*WHAT THE TASK ASKS*
Starting at the line that contains "copy_one_file(from, &to, settings)?;" and ending at the line that contains "-> Result<(), FsOpError>", the lines below are to be given again exactly, with nothing added.
***** DATA FOR PROCESSING *****
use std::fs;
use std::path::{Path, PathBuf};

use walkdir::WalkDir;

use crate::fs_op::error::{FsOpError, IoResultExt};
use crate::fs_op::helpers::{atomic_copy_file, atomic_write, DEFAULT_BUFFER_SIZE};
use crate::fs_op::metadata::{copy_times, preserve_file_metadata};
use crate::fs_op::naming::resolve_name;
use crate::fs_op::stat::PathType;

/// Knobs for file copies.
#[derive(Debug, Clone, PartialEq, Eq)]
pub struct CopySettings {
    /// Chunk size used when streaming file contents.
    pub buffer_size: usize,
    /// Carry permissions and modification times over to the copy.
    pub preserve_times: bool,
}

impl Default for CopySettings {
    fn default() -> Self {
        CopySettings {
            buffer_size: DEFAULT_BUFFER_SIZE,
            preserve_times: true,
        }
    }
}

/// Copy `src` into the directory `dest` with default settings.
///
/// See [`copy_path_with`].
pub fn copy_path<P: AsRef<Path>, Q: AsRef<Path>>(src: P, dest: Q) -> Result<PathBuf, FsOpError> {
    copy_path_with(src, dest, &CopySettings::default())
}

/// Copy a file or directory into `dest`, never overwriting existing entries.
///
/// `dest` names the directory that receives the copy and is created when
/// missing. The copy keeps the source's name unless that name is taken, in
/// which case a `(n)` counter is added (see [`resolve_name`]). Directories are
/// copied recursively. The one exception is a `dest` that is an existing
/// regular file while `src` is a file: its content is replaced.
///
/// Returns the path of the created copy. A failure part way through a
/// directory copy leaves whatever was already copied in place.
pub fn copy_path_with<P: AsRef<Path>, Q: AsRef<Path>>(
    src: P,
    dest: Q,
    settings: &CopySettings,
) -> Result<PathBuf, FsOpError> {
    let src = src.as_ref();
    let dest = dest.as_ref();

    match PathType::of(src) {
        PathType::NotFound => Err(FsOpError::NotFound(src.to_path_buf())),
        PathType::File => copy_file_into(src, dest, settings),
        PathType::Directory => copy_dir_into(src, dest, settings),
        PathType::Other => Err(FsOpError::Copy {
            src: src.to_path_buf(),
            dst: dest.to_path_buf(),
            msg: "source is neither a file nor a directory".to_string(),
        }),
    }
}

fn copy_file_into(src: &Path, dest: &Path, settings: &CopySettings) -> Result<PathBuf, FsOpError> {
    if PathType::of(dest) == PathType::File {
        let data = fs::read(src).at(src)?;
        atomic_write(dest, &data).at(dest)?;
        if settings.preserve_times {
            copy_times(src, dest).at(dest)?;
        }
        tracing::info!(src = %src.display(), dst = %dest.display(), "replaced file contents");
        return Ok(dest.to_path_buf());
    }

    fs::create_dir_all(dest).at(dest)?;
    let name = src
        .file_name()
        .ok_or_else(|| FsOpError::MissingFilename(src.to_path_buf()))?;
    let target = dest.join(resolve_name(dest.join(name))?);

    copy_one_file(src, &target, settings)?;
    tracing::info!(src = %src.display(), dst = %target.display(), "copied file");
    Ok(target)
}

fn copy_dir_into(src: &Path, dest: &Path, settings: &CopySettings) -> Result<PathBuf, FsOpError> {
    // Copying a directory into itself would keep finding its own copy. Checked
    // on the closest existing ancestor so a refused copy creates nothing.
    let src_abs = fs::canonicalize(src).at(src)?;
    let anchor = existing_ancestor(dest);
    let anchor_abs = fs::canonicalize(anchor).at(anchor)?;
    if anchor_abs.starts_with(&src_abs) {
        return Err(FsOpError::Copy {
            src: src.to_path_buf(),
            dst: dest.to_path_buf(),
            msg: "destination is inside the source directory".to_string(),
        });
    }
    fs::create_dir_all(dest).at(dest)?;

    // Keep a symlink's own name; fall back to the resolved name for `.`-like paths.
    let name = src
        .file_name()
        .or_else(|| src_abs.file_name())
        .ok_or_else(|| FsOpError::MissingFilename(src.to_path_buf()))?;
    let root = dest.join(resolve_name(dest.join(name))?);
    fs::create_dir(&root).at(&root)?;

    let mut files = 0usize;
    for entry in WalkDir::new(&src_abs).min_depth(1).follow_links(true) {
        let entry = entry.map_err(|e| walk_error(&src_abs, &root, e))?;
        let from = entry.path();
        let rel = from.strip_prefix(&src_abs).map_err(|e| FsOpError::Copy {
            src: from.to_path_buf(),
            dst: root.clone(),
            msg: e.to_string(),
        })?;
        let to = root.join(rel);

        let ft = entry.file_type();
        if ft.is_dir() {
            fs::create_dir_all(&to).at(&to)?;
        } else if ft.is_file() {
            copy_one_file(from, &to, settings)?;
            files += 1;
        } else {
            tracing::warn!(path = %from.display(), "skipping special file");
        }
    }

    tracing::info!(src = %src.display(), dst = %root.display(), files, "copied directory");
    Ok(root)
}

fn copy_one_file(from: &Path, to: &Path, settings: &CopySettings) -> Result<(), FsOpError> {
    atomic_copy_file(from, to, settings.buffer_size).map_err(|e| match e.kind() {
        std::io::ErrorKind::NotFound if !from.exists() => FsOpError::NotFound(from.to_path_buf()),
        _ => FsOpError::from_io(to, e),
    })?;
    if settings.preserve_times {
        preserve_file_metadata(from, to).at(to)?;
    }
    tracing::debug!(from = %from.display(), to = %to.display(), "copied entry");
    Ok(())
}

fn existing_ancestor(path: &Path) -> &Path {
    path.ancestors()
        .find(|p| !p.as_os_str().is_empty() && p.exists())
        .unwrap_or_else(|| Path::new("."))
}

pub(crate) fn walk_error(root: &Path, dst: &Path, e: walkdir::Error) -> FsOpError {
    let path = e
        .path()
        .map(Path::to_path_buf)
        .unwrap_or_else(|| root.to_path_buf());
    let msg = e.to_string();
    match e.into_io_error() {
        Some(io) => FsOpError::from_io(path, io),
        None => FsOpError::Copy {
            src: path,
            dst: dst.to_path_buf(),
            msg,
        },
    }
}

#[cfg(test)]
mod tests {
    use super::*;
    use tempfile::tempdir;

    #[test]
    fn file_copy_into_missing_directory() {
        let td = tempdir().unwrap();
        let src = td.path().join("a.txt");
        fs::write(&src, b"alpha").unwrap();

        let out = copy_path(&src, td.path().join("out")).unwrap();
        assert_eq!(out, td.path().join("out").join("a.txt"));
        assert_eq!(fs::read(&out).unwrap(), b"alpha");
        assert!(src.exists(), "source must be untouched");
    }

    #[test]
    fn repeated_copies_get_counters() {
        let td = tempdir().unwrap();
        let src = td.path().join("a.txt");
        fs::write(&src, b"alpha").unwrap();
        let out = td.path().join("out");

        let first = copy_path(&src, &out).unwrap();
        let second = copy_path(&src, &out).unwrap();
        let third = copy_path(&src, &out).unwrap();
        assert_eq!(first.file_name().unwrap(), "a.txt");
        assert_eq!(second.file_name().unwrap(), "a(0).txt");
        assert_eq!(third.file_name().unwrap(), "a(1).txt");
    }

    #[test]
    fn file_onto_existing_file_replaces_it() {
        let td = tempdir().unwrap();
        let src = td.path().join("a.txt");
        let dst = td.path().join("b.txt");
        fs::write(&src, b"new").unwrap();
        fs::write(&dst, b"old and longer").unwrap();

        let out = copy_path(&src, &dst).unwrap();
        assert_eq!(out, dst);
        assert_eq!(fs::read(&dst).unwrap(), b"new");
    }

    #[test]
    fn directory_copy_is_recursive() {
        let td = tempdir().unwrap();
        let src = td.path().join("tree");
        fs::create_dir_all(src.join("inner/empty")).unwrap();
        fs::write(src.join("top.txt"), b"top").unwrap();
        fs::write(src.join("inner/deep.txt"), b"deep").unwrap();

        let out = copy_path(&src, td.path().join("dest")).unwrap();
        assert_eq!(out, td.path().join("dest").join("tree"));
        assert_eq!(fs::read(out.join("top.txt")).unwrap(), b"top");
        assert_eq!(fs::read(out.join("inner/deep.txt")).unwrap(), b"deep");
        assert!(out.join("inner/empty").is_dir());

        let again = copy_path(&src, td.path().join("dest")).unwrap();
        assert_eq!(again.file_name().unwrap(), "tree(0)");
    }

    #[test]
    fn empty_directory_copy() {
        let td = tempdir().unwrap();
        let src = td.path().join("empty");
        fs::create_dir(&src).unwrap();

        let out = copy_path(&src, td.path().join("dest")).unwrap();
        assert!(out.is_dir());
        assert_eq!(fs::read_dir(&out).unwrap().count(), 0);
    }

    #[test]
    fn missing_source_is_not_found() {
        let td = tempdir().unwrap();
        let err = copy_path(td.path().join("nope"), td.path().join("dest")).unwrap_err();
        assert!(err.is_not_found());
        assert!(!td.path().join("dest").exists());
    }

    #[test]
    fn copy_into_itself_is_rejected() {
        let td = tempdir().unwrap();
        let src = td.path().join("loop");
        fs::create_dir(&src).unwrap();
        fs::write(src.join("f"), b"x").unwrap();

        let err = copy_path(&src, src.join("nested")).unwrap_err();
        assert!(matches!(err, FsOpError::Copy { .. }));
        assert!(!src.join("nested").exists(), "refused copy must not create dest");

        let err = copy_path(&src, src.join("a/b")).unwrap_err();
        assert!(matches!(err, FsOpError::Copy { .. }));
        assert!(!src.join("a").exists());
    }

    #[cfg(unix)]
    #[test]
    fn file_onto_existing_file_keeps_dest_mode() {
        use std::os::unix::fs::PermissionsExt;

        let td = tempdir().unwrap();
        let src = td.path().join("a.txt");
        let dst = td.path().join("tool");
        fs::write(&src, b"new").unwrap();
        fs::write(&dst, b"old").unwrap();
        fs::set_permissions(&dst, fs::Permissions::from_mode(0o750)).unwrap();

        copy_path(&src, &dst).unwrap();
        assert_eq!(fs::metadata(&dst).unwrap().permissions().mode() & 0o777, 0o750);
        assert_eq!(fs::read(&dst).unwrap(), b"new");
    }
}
*****
*RESULT OF THE TASK*
            copy_one_file(from, &to, settings)?;
            files += 1;
        } else {
            tracing::warn!(path = %from.display(), "skipping special file");
        }
    }

    tracing::info!(src = %src.display(), dst = %root.display(), files, "copied directory");
    Ok(root)
}

fn copy_one_file(from: &Path, to: &Path, settings: &CopySettings) -> Result<(), FsOpError> {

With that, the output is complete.